> _Work instructions_
Go over the lines below, and when one contains the word "generated", copy it.

[Stored data]
++++++++++++++++++++
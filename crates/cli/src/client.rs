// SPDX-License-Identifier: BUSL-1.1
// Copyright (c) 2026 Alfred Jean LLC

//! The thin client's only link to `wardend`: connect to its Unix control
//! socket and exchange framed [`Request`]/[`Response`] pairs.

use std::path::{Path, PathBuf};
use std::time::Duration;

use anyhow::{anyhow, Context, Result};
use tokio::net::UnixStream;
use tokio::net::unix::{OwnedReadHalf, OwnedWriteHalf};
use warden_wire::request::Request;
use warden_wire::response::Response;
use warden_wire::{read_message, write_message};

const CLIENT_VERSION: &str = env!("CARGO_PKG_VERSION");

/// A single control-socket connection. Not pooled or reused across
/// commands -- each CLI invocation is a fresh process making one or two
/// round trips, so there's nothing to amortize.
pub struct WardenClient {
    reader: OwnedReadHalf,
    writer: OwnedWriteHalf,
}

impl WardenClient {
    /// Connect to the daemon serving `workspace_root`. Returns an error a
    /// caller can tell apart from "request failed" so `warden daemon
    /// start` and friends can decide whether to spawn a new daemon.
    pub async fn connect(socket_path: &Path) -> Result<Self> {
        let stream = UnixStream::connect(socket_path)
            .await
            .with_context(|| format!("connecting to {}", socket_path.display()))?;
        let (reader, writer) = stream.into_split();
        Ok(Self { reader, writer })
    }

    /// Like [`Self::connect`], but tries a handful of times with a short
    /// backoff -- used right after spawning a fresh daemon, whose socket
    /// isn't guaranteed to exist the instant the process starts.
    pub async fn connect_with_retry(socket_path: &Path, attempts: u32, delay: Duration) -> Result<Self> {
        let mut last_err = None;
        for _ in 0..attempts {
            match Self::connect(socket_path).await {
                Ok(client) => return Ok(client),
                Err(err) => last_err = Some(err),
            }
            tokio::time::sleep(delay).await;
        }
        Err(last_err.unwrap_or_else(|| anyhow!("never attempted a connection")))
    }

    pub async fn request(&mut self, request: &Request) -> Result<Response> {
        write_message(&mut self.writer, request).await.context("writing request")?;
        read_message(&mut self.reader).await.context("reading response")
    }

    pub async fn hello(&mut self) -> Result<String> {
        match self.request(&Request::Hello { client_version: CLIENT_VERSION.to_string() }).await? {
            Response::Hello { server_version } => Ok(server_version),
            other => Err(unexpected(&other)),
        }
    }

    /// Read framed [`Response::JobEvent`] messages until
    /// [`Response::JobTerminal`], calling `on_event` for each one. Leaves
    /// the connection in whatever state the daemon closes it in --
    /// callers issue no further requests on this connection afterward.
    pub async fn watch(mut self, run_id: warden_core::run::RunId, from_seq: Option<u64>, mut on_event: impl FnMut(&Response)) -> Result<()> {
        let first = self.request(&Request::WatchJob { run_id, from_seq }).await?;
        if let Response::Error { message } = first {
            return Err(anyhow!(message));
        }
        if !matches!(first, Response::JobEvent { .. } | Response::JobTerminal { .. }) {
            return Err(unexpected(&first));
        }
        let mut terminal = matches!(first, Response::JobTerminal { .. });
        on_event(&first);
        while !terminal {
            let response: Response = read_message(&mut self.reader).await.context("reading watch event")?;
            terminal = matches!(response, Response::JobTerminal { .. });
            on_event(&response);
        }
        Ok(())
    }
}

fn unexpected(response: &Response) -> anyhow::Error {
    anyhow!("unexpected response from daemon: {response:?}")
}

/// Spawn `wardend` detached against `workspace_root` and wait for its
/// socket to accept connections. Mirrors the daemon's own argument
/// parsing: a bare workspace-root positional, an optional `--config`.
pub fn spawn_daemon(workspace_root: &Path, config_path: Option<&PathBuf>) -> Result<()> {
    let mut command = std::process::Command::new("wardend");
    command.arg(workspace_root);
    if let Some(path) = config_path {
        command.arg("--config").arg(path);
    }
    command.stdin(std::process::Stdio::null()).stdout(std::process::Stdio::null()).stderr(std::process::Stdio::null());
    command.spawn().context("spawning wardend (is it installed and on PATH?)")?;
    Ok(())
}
++++++++++++++++++++
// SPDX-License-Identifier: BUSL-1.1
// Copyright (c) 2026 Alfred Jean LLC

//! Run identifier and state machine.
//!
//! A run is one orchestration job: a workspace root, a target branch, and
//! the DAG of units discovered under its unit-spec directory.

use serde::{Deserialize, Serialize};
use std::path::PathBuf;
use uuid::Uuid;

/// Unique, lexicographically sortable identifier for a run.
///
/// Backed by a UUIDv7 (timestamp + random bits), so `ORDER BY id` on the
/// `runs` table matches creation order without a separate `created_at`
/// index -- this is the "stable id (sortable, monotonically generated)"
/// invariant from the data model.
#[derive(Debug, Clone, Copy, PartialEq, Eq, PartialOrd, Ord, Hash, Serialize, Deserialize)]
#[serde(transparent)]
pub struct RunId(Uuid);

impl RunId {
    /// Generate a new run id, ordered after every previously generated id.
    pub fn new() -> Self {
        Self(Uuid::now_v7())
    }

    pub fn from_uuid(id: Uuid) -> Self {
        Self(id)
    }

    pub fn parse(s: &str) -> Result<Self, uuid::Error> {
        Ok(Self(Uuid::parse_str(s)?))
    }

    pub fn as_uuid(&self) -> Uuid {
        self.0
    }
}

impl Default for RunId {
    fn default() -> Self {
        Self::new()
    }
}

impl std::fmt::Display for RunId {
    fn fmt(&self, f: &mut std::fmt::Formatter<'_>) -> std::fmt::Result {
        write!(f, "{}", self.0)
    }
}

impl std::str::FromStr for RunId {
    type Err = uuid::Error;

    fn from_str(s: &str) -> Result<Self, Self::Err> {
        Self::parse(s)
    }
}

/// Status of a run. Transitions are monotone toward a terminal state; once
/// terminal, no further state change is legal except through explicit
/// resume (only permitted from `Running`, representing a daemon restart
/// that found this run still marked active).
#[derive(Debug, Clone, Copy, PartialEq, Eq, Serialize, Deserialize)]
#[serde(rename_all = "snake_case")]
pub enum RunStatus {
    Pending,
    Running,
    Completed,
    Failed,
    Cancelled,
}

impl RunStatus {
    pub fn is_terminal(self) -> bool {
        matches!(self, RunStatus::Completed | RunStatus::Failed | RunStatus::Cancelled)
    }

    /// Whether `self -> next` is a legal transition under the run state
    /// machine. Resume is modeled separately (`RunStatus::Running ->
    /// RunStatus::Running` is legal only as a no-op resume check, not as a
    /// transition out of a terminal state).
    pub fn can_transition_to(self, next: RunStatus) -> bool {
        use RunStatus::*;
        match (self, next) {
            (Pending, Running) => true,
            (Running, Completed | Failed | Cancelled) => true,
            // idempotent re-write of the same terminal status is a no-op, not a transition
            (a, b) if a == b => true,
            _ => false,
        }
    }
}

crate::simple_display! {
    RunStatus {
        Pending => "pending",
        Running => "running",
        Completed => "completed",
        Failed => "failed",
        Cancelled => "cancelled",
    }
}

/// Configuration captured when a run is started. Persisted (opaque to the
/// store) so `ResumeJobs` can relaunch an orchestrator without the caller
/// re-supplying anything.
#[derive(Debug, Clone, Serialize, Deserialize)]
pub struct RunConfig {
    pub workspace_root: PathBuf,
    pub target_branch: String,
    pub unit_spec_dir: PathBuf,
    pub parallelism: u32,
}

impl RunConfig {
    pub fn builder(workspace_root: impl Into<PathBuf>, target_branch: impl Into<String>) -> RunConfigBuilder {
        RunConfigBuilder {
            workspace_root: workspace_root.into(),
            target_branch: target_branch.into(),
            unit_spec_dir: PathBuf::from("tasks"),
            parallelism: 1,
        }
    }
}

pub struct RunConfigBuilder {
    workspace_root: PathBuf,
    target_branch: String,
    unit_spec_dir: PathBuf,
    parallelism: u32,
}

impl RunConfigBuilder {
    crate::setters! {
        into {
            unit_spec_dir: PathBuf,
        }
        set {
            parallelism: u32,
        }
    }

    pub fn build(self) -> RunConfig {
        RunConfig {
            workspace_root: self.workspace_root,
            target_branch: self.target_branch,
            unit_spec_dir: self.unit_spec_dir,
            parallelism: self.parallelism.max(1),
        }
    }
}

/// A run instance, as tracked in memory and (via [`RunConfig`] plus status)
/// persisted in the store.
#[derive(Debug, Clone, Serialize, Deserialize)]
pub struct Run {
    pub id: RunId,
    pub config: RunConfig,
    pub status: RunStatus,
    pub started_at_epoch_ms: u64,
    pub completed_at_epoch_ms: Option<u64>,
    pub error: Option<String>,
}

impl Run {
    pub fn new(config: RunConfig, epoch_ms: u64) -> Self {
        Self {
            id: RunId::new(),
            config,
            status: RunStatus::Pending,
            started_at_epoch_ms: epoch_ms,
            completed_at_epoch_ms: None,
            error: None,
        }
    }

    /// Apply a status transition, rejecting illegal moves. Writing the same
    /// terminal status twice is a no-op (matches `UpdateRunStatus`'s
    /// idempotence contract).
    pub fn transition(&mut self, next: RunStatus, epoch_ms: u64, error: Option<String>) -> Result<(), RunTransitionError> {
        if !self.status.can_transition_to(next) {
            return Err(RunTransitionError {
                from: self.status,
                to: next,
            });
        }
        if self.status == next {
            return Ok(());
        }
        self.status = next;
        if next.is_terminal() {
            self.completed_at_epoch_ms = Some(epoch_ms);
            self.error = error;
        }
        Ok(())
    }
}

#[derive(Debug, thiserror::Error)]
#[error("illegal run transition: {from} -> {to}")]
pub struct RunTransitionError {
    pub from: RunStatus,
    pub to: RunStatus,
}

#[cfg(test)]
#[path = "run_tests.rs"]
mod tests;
++++++++++++++++++++
> _Task response_
/// index -- this is the "stable id (sortable, monotonically generated)"
    /// Generate a new run id, ordered after every previously generated id.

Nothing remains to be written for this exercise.